The trees and grass planted along the river and grassy strip on Grand Avenue finish the job by surrounding the rugged plant with a civilizing river park.

“It’s part of the dialogue of this building with the city and the river,” Rasmus said.

Even with the tough eye of a preservationist, Staley was stunned by the airy annex, forgetting the other plans he’d seen.

“You see it now and say, ‘What else would it have been?’” he said.

Look more closely at the entrance and annex, and you’ll see dozens of design touches that link it with the old plant. The dark masonry at the base of the annex is a shadowy homage to the vivid masonry pattern of the power plant. The paving stones in front of the grand entrance do the same, only underfoot.

Many of the touches are almost subliminal, but Rasmus said they were deliberate. Inside the annex, turnbuckles (metal support rods) were left visible, even though they are usually hidden, to link the new building with the old.

In the plant itself, reminders of history are everywhere.

“There’s not a floor you walk through on the building where you don’t read a piece of the industrial fabric,” Staley said.

Gardi, the sustainability guru, said the project demonstrated a “synergy” between being green and being historic that goes beyond installing high performance windows.

“The greenest building is the one that’s already built,” Gardi said. “Just re-using that beautiful building, not just in materials and embodied energy, but also the skills and craftsmanship — it’s respecting the culture and history.”

Everyone involved in the project, Gardi most of all, is proud that 96 percent of the materials taken off site, including the parking deck over Grand River, was hauled off to be crushed, melted or re-used in some way.

History enthusiasts are just as ecstatic over the design. Staley loves the historical “nuggets” left exposed in the plant, from the huge crane, once used to service the turbines, to the hand window cranks in the Hall of Turbines and innumerable beams and bolts. When the Accident Fund employees move in, “meet me under the big red ingot” will be a common coffee break invitation.

“There are a lot of unique things about the project,” Staley said. “I’ve never restored a bridge crane to stay in as an artifact of a building.”

The plant’s south lobby was a major restoration project by itself, a museum of Art Deco fixtures, curvaceous steel banisters and elaborate trim work.

“That little lobby space is the jewel of the necklace,” Staley said.

It’s a cliché, but it has to be said: They don’t build them like this anymore.
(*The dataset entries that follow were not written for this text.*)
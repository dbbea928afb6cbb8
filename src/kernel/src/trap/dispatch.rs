//! Trap classification and the device routing table.

use minios_common::trap::IRQ_COUNT;
use minios_common::{Exception, FatalTrap, Irq, TrapFrame, Vector};
use minios_hal::{Color, ColorCode, DisplaySink};

/// What a vector number means to the dispatcher.
#[derive(Debug, Clone, Copy, PartialEq, Eq)]
pub enum TrapKind {
    /// Processor exception, vectors 0-31.
    Fault(Exception),
    /// Remapped controller line, vectors 32-47.
    Device(Irq),
    /// Anything above 47.
    Unhandled,
}

impl TrapKind {
    /// Classify a vector.
    pub fn classify(vector: Vector) -> TrapKind {
        if let Some(exception) = Exception::from_vector(vector) {
            TrapKind::Fault(exception)
        } else if let Some(irq) = Irq::from_vector(vector) {
            TrapKind::Device(irq)
        } else {
            TrapKind::Unhandled
        }
    }
}

/// Result of dispatching one trap.
#[derive(Debug, Clone, Copy, PartialEq, Eq)]
pub enum TrapOutcome {
    /// Return to the interrupted code.
    Resume,
    /// Stop the machine.
    Halt(FatalTrap),
}

/// Device handlers that can be attached to an IRQ line.
#[derive(Debug, Clone, Copy, PartialEq, Eq)]
pub enum Device {
    /// PS/2 keyboard: read a scancode and feed the decoder.
    Keyboard,
}

/// Which device, if any, handles each IRQ line.
#[derive(Debug, Clone, Default)]
pub struct DeviceTable {
    lines: [Option<Device>; IRQ_COUNT as usize],
}

impl DeviceTable {
    /// A table with no devices attached.
    pub const fn new() -> Self {
        DeviceTable {
            lines: [None; IRQ_COUNT as usize],
        }
    }

    /// Attach `device` to `irq`, replacing any previous handler.
    pub fn register(&mut self, irq: Irq, device: Device) {
        self.lines[irq.index()] = Some(device);
    }

    /// The device attached to `irq`.
    pub fn get(&self, irq: Irq) -> Option<Device> {
        self.lines[irq.index()]
    }
}

/// Trap counters.
#[derive(Debug, Clone, Copy, Default, PartialEq, Eq)]
pub struct TrapStats {
    /// Device interrupts of any line.
    pub device_traps: u32,
    /// Keyboard interrupts.
    pub keyboard: u32,
    /// Device interrupts with no handler attached.
    pub ignored: u32,
}

const FAULT_COLOR: ColorCode = ColorCode::new(Color::LightRed, Color::Black);

/// Describe a fatal trap on screen and in the log.
pub fn report_fatal(display: &mut impl DisplaySink, fatal: &FatalTrap, frame: &TrapFrame) {
    log::error!("{}", fatal);
    log::error!("{:#x?}", frame);

    if display.cursor().0 != 0 {
        display.newline();
    }
    match *fatal {
        FatalTrap::Fault {
            vector, error_code, ..
        } => {
            let name = Exception::from_vector(vector)
                .map(Exception::name)
                .unwrap_or("Unknown Exception");
            display.write_colored("EXCEPTION: ", FAULT_COLOR);
            display.write_colored(name, FAULT_COLOR);
            display.write_colored(" (vector ", FAULT_COLOR);
            write_number(display, vector.as_u8() as u32);
            display.write_colored(")", FAULT_COLOR);
            display.newline();
            if let Some(code) = error_code {
                display.write_text("  error code ");
                display.write_hex(code);
                display.newline();
            }
            display.write_text("  eip ");
            display.write_hex(frame.eip);
            display.write_text("  cs ");
            display.write_hex(frame.cs);
            display.write_text("  eflags ");
            display.write_hex(frame.eflags);
            display.newline();
        }
        FatalTrap::UnhandledVector(vector) => {
            display.write_colored("unhandled vector ", FAULT_COLOR);
            write_number(display, vector.as_u8() as u32);
            display.newline();
        }
        FatalTrap::NotActivated(vector) => {
            display.write_colored("trap before activation, vector ", FAULT_COLOR);
            write_number(display, vector.as_u8() as u32);
            display.newline();
        }
    }
    display.write_colored("System halted.", FAULT_COLOR);
    display.newline();
}

fn write_number(display: &mut impl DisplaySink, value: u32) {
    let color = display.color();
    display.set_color(FAULT_COLOR);
    display.write_dec(value);
    display.set_color(color);
}
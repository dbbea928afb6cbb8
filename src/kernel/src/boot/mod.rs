//! Boot logging with colored status indicators.
//!
//! Provides Linux-style boot messages with colored status brackets. Every
//! line is mirrored to the `log` facade.

pub mod banner;

use minios_hal::{Color, ColorCode, DisplaySink};

const TEXT_COLOR: ColorCode = ColorCode::new(Color::White, Color::Black);

/// Boot status indicators.
#[derive(Debug, Clone, Copy, PartialEq, Eq)]
pub enum Status {
    /// Success - `[ OK ]` in green
    Ok,
    /// Failure - `[FAIL]` in red
    Fail,
    /// Warning - `[WARN]` in yellow
    Warn,
    /// Informational - `[INFO]` in cyan
    Info,
}

/// Log a boot stage with status.
///
/// Format: `[ OK ] Message text`
pub fn log(display: &mut impl DisplaySink, status: Status, message: &str) {
    print_status(display, status);
    display.put(b' ');
    display.write_line(message);
    match status {
        Status::Fail => log::error!("{}", message),
        Status::Warn => log::warn!("{}", message),
        Status::Ok | Status::Info => log::info!("{}", message),
    }
}

/// Log an indented detail line (for sub-items).
///
/// Format: `       Detail text` (aligned with message after status)
pub fn log_detail(display: &mut impl DisplaySink, message: &str) {
    display.write_text("       ");
    display.write_line(message);
    log::debug!("{}", message);
}

/// Log an indented detail line ending in a `0x`-prefixed value.
///
/// Format: `       Label 0x00010000`
pub fn log_address(display: &mut impl DisplaySink, label: &str, value: u32) {
    display.write_text("       ");
    display.write_text(label);
    display.put(b' ');
    display.write_hex(value);
    display.newline();
    log::debug!("{} {:#010x}", label, value);
}

fn print_status(display: &mut impl DisplaySink, status: Status) {
    let (text, color) = match status {
        Status::Ok => ("[ OK ]", Color::LightGreen),
        Status::Fail => ("[FAIL]", Color::LightRed),
        Status::Warn => ("[WARN]", Color::Yellow),
        Status::Info => ("[INFO]", Color::LightCyan),
    };
    display.write_colored(text, ColorCode::new(color, Color::Black));
    display.set_color(TEXT_COLOR);
}

#[cfg(test)]
mod tests {
    use super::*;
    use crate::display::{CellBuffer, MemoryBuffer, TextScreen};

    #[test]
    fn status_line_layout() {
        let mut screen = TextScreen::new(MemoryBuffer::new());
        screen.clear();
        log(&mut screen, Status::Ok, "PIC remapped");
        log_detail(&mut screen, "IRQ 0-15 -> 32-47");
        assert_eq!(screen.cells().find_row("[ OK ] PIC remapped"), Some(0));
        log_address(&mut screen, "Multiboot info at", 0x0001_0000);
        assert_eq!(screen.cells().find_row("       IRQ 0-15"), Some(1));
        assert_eq!(
            screen.cells().find_row("       Multiboot info at 0x00010000"),
            Some(2)
        );
        assert_eq!(screen.cursor(), (0, 3));
        assert_eq!(
            screen.cells().read(0, 0).color_code,
            ColorCode::new(Color::LightGreen, Color::Black)
        );
    }
}
//! PC platform devices.
//!
//! Drivers are written against [`PortIo`] so they run on real ports or on
//! recorded ones in tests.

pub mod pic;
pub mod ps2;

pub use pic::{Pic8259Pair, PIC_1_OFFSET, PIC_2_OFFSET};
pub use ps2::Ps2Controller;

use minios_hal::{Cpu, InterruptController, KeyboardController, PortIo};

/// A PC: chained PICs, the PS/2 controller and a processor.
pub struct PcPlatform<P, C> {
    pic: Pic8259Pair<P>,
    ps2: Ps2Controller<P>,
    cpu: C,
}

impl<P: PortIo + Clone, C: Cpu> PcPlatform<P, C> {
    /// Builds the platform; `ports` is cloned for each driver.
    pub fn new(ports: P, cpu: C) -> Self {
        PcPlatform {
            pic: Pic8259Pair::new(ports.clone()),
            ps2: Ps2Controller::new(ports),
            cpu,
        }
    }

    /// The interrupt controllers, for remapping during boot.
    pub fn pic_mut(&mut self) -> &mut Pic8259Pair<P> {
        &mut self.pic
    }
}

impl<P: PortIo, C> InterruptController for PcPlatform<P, C> {
    fn enable(&mut self) {
        self.pic.enable();
    }

    fn disable(&mut self) {
        self.pic.disable();
    }

    fn end_of_interrupt(&mut self, irq: u8) {
        self.pic.end_of_interrupt(irq);
    }
}

impl<P: PortIo, C> KeyboardController for PcPlatform<P, C> {
    fn read_scancode(&mut self) -> u8 {
        self.ps2.read_scancode()
    }

    fn reset_system(&mut self) {
        self.ps2.reset_system();
    }
}

impl<P, C: Cpu> Cpu for PcPlatform<P, C> {
    fn load_vector_table(&mut self, base: usize, limit: u16) {
        self.cpu.load_vector_table(base, limit);
    }

    fn halt(&mut self) {
        self.cpu.halt();
    }
}
//! Support for the primary and secondary 8259 Programmable Interrupt Controllers (PICs).

use minios_hal::{InterruptController, PortIo};

/// The offset of the first PIC (primary).
///
/// IRQs 0..7 are mapped to interrupts 32..39.
pub const PIC_1_OFFSET: u8 = 32;

/// The offset of the second PIC (secondary).
///
/// IRQs 8..15 are mapped to interrupts 40..47.
pub const PIC_2_OFFSET: u8 = PIC_1_OFFSET + 8;

const PIC_1_COMMAND: u16 = 0x20;
const PIC_1_DATA: u16 = 0x21;
const PIC_2_COMMAND: u16 = 0xA0;
const PIC_2_DATA: u16 = 0xA1;

/// Unused port written to give the controllers time to settle.
const WAIT_PORT: u16 = 0x80;

const ICW1_INIT: u8 = 0x10;
const ICW1_ICW4: u8 = 0x01;
const ICW4_8086: u8 = 0x01;
const END_OF_INTERRUPT: u8 = 0x20;

/// The chained primary/secondary pair found on every PC.
pub struct Pic8259Pair<P> {
    ports: P,
}

impl<P: PortIo> Pic8259Pair<P> {
    /// Wraps the port accessor. Nothing is written until [`initialize`](Self::initialize).
    pub fn new(ports: P) -> Self {
        Pic8259Pair { ports }
    }

    /// Remap IRQ 0-15 to vectors 32-47 and mask every line.
    ///
    /// Lines stay masked until [`InterruptController::enable`].
    pub fn initialize(&mut self) {
        // ICW1: start initialization, expect ICW4.
        self.write(PIC_1_COMMAND, ICW1_INIT | ICW1_ICW4);
        self.write(PIC_2_COMMAND, ICW1_INIT | ICW1_ICW4);
        // ICW2: vector offsets.
        self.write(PIC_1_DATA, PIC_1_OFFSET);
        self.write(PIC_2_DATA, PIC_2_OFFSET);
        // ICW3: secondary on primary line 2.
        self.write(PIC_1_DATA, 1 << 2);
        self.write(PIC_2_DATA, 2);
        // ICW4: 8086 mode.
        self.write(PIC_1_DATA, ICW4_8086);
        self.write(PIC_2_DATA, ICW4_8086);

        self.set_masks(0xFF, 0xFF);
        log::debug!("pic remapped to {}/{}", PIC_1_OFFSET, PIC_2_OFFSET);
    }

    /// Current masks as `(primary, secondary)`.
    pub fn masks(&mut self) -> (u8, u8) {
        (self.ports.read_u8(PIC_1_DATA), self.ports.read_u8(PIC_2_DATA))
    }

    /// The port accessor.
    pub fn ports(&self) -> &P {
        &self.ports
    }

    fn set_masks(&mut self, primary: u8, secondary: u8) {
        self.ports.write_u8(PIC_1_DATA, primary);
        self.ports.write_u8(PIC_2_DATA, secondary);
    }

    fn write(&mut self, port: u16, value: u8) {
        self.ports.write_u8(port, value);
        self.ports.write_u8(WAIT_PORT, 0);
    }
}

impl<P: PortIo> InterruptController for Pic8259Pair<P> {
    fn enable(&mut self) {
        self.set_masks(0x00, 0x00);
    }

    fn disable(&mut self) {
        self.set_masks(0xFF, 0xFF);
    }

    fn end_of_interrupt(&mut self, irq: u8) {
        if irq >= 8 {
            self.ports.write_u8(PIC_2_COMMAND, END_OF_INTERRUPT);
        }
        self.ports.write_u8(PIC_1_COMMAND, END_OF_INTERRUPT);
    }
}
The power plant’s big-shouldered profile is etched in bronze on six massive metal doors, crowned by copper-plated electric zaps.

“You think of a power plant as something very massive,” Staley said. “But those original entry doors were built like a Swiss watch. The machine screws that held those doors together are like jeweler’s screws. What will stick in my memory of this project forever is those doors.”
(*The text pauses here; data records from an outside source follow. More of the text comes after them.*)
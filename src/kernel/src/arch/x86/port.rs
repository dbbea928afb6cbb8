//! `in`/`out` port instructions.

use minios_hal::PortIo;

/// Write a byte to an I/O port.
#[inline(always)]
pub fn outb(port: u16, value: u8) {
    // SAFETY: the kernel runs at ring 0 with full I/O port access.
    unsafe {
        core::arch::asm!(
            "out dx, al",
            in("dx") port,
            in("al") value,
            options(nomem, nostack, preserves_flags),
        );
    }
}

/// Read a byte from an I/O port.
#[inline(always)]
pub fn inb(port: u16) -> u8 {
    let value: u8;
    // SAFETY: the kernel runs at ring 0 with full I/O port access.
    unsafe {
        core::arch::asm!(
            "in al, dx",
            in("dx") port,
            out("al") value,
            options(nomem, nostack, preserves_flags),
        );
    }
    value
}

/// The machine's I/O port space.
#[derive(Debug, Clone, Copy, Default)]
pub struct X86Ports;

impl PortIo for X86Ports {
    fn read_u8(&mut self, port: u16) -> u8 {
        inb(port)
    }

    fn write_u8(&mut self, port: u16, value: u8) {
        outb(port, value);
    }
}
//! Interrupt vector table and trap classification.

mod dispatch;
mod vectors;

pub use dispatch::{report_fatal, Device, DeviceTable, TrapKind, TrapOutcome, TrapStats};
pub use vectors::VectorTable;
Steve Reynolds of the Accident Fund predicted that the coolness factor, including mind-boggling views of the surrounding city or the old plant, will be a “powerful talent attraction and retention tool.”

In February, Rasmus toured every inch of the building and felt as if he had walked into his own drawings.
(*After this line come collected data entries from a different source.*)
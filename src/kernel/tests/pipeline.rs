//! End-to-end tests of the trap → decoder → editor → command path.

use minios_common::trap::IRQ_BASE;
use minios_common::{FatalTrap, GateFlags, Irq, Vector, VectorDescriptor};
use minios_hal::DisplaySink;
use minios_kernel::keyboard::scancode;
use minios_kernel::terminal::{HISTORY_CAPACITY, PROMPT};
use minios_kernel::testutil::{
    frame_for, press_byte, press_enter, stub_address, test_kernel, test_vectors, type_text,
    TestKernel, TEST_SELECTOR,
};
use minios_kernel::trap::VectorTable;
use minios_kernel::trap::TrapOutcome;

fn booted(vectors: &mut VectorTable) -> TestKernel<'_> {
    let mut kernel = test_kernel(vectors);
    kernel.activate().expect("activate");
    kernel.start_shell();
    kernel
}

/// The descriptors at the address and limit the kernel loaded into the IDTR.
fn published<'k>(kernel: &'k TestKernel<'_>) -> &'k [VectorDescriptor] {
    let (base, limit) = kernel.hardware().loaded.expect("idtr loaded");
    let count = (limit as usize + 1) / core::mem::size_of::<VectorDescriptor>();
    // SAFETY: the loaded base is the kernel's borrowed table, which outlives
    // the returned slice.
    unsafe { core::slice::from_raw_parts(base as *const VectorDescriptor, count) }
}

#[test]
fn help_end_to_end() {
    let mut vectors = test_vectors();
    let mut kernel = booted(&mut vectors);
    type_text(&mut kernel, "help");
    press_enter(&mut kernel);

    let cells = kernel.display().cells();
    assert_eq!(cells.find_row("mini-os> help"), Some(0));
    assert_eq!(cells.find_row("Available commands:"), Some(1));
    assert!(cells.find_row("  help     - Show this help").is_some());
    assert!(cells.find_row("  status   - Show system status").is_some());
    assert_eq!(cells.count_rows_containing("mini-os> "), 2);

    assert_eq!(kernel.shell().history().len(), 1);
    assert_eq!(kernel.shell().history().get(0), Some("help"));
    assert!(kernel.shell().line().is_empty());
    // Header line, seven catalog lines, then the new prompt.
    let (x, y) = kernel.display().cursor();
    assert_eq!((x, y), (PROMPT.len(), 9));
    let row = cells.row(y).expect("prompt row");
    assert_eq!(&row[..PROMPT.len()], PROMPT.as_bytes());
}

#[test]
fn one_eoi_per_keyboard_trap() {
    let mut vectors = test_vectors();
    let mut kernel = booted(&mut vectors);
    for n in 1..=5u32 {
        press_byte(&mut kernel, 0x1E);
        assert_eq!(kernel.hardware().eoi_count(Irq::KEYBOARD), n);
        assert_eq!(kernel.hardware().total_eois(), n);
    }
    assert_eq!(kernel.stats().keyboard, 5);
    assert_eq!(kernel.hardware().pending(), 0);
}

#[test]
fn unregistered_irq_is_acknowledged() {
    let mut vectors = test_vectors();
    let mut kernel = booted(&mut vectors);
    let timer = frame_for(IRQ_BASE);
    let secondary = frame_for(IRQ_BASE + 12);
    assert_eq!(kernel.dispatch(&timer), TrapOutcome::Resume);
    assert_eq!(kernel.dispatch(&secondary), TrapOutcome::Resume);
    assert_eq!(kernel.hardware().eoi_count(Irq::TIMER), 1);
    assert_eq!(kernel.hardware().eoi_counts[12], 1);
    assert_eq!(kernel.stats().ignored, 2);
    assert_eq!(kernel.stats().device_traps, 2);
}

#[test]
fn descriptors_read_back_after_activate() {
    let mut vectors = test_vectors();
    let kernel = booted(&mut vectors);
    assert!(kernel.vectors().is_active());
    let (base, limit) = kernel.hardware().loaded.expect("idtr loaded");
    assert_eq!(base, kernel.vectors().base());
    assert_eq!(limit, 256 * 8 - 1);
    let table = published(&kernel);
    for vector in Vector::all() {
        let descriptor = table[vector.index()];
        assert_eq!(descriptor, kernel.vectors().descriptor(vector));
        assert_eq!(descriptor.target(), stub_address(vector));
        assert_eq!(descriptor.selector(), TEST_SELECTOR);
        assert_eq!(descriptor.flags(), GateFlags::KERNEL_INTERRUPT);
    }
}

#[test]
fn installed_descriptor_is_published_and_survives_a_move() {
    let mut vectors = test_vectors();
    let mut kernel = test_kernel(&mut vectors);
    kernel
        .vectors_mut()
        .install(Vector::new(0x80), 0x00C0_FFEE, 0x10, GateFlags::KERNEL_INTERRUPT);
    kernel.activate().expect("activate");

    // The kernel value moves; the table it borrows must not.
    let kernel = Box::new(kernel);
    let (base, limit) = kernel.hardware().loaded.expect("idtr loaded");
    assert_eq!(base, kernel.vectors().base());
    assert_eq!(limit, 256 * 8 - 1);

    let table = published(&kernel);
    assert_eq!(table.len(), 256);
    let custom = table[0x80];
    assert_eq!(custom.target(), 0x00C0_FFEE);
    assert_eq!(custom.selector(), 0x10);
    assert_eq!(custom.flags(), GateFlags::KERNEL_INTERRUPT);
    for vector in Vector::all().filter(|v| v.as_u8() != 0x80) {
        let descriptor = table[vector.index()];
        assert_eq!(descriptor.target(), stub_address(vector));
        assert_eq!(descriptor.selector(), TEST_SELECTOR);
    }
}

#[test]
fn activate_twice_fails() {
    let mut vectors = test_vectors();
    let mut kernel = booted(&mut vectors);
    assert!(kernel.activate().is_err());
    assert_eq!(kernel.hardware().load_count, 1);
    assert!(kernel.hardware().enabled);
}

#[test]
fn status_lands_in_history() {
    let mut vectors = test_vectors();
    let mut kernel = booted(&mut vectors);
    press_enter(&mut kernel);
    assert!(kernel.shell().history().is_empty());

    type_text(&mut kernel, "status");
    press_enter(&mut kernel);
    assert_eq!(kernel.shell().history().len(), 1);
    assert_eq!(kernel.shell().history().get(0), Some("status"));
    assert_eq!(kernel.shell().line().len(), 0);
    assert!(kernel.display().cells().find_row("System Status:").is_some());
    assert!(kernel.display().cells().find_row("  Num Lock: ON").is_some());
}

#[test]
fn history_evicts_oldest() {
    let mut vectors = test_vectors();
    let mut kernel = booted(&mut vectors);
    for n in 0..=HISTORY_CAPACITY {
        let mut command = *b"echo c0";
        command[6] = b'0' + n as u8;
        type_text(&mut kernel, core::str::from_utf8(&command).expect("ascii"));
        press_enter(&mut kernel);
    }
    let history = kernel.shell().history();
    assert_eq!(history.len(), HISTORY_CAPACITY);
    assert_eq!(history.get(0), Some("echo c1"));
    assert_eq!(history.get(HISTORY_CAPACITY - 1), Some("echo c:"));
}

#[test]
fn unknown_command_reports() {
    let mut vectors = test_vectors();
    let mut kernel = booted(&mut vectors);
    type_text(&mut kernel, "frobnicate");
    press_enter(&mut kernel);
    assert!(kernel
        .display()
        .cells()
        .find_row("Unknown command: frobnicate")
        .is_some());
}

#[test]
fn shifted_typing_and_backspace() {
    let mut vectors = test_vectors();
    let mut kernel = booted(&mut vectors);
    type_text(&mut kernel, "Hi!x");
    press_byte(&mut kernel, scancode::BACKSPACE);
    press_byte(&mut kernel, scancode::BACKSPACE | scancode::RELEASE_BIT);
    assert_eq!(kernel.shell().line().as_str(), "Hi!");
}

#[test]
fn arrow_up_recalls_previous_line() {
    let mut vectors = test_vectors();
    let mut kernel = booted(&mut vectors);
    type_text(&mut kernel, "version");
    press_enter(&mut kernel);
    press_byte(&mut kernel, scancode::EXTENDED_PREFIX);
    press_byte(&mut kernel, scancode::extended::UP);
    assert_eq!(kernel.shell().line().as_str(), "version");
    press_enter(&mut kernel);
    assert_eq!(kernel.shell().history().len(), 2);
}

#[test]
fn reboot_resets_controller() {
    let mut vectors = test_vectors();
    let mut kernel = booted(&mut vectors);
    type_text(&mut kernel, "reboot");
    press_enter(&mut kernel);
    assert_eq!(kernel.hardware().resets, 1);
    assert_eq!(kernel.hardware().halts, 1);
}

#[test]
fn clear_leaves_single_prompt() {
    let mut vectors = test_vectors();
    let mut kernel = booted(&mut vectors);
    type_text(&mut kernel, "echo one");
    press_enter(&mut kernel);
    type_text(&mut kernel, "clear");
    press_enter(&mut kernel);
    assert_eq!(kernel.display().cells().count_rows_containing(PROMPT), 1);
    assert_eq!(kernel.display().cursor(), (PROMPT.len(), 0));
}

#[test]
fn fault_halts_without_eoi() {
    let mut vectors = test_vectors();
    let mut kernel = booted(&mut vectors);
    let mut frame = frame_for(14);
    frame.error_code = 0x2;
    let outcome = kernel.dispatch(&frame);
    assert_eq!(
        outcome,
        TrapOutcome::Halt(FatalTrap::Fault {
            vector: Vector::new(14),
            error_code: Some(0x2),
            eip: frame.eip,
        })
    );
    assert_eq!(kernel.hardware().total_eois(), 0);
    assert!(kernel.display().cells().find_row("Page Fault").is_some());
}

#[test]
fn vector_48_is_unhandled() {
    let mut vectors = test_vectors();
    let mut kernel = booted(&mut vectors);
    assert_eq!(
        kernel.dispatch(&frame_for(48)),
        TrapOutcome::Halt(FatalTrap::UnhandledVector(Vector::new(48)))
    );
    assert!(kernel
        .display()
        .cells()
        .find_row("unhandled vector 48")
        .is_some());
}

#[test]
fn trap_before_activate_halts() {
    let mut vectors = test_vectors();
    let mut kernel = test_kernel(&mut vectors);
    let outcome = kernel.dispatch(&frame_for(IRQ_BASE + 1));
    assert_eq!(
        outcome,
        TrapOutcome::Halt(FatalTrap::NotActivated(Vector::new(33)))
    );
    assert_eq!(kernel.hardware().total_eois(), 0);
}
“Nothing was poorly executed, nothing out of place, or inappropriately applied,” he said. “They just did a fantastic job of executing this.”

It took a lot of trouble to tame the flame, but Rasmus predicted that the Ottawa Street Power Station would richly reward the city for the love and attention lavished upon it.

“Was it ever meant for people? No, not really,” he said. “But it’s a beautiful landmark that marks the city, the river and their history. Whatever its use, it’s a powerful, poetic thing.”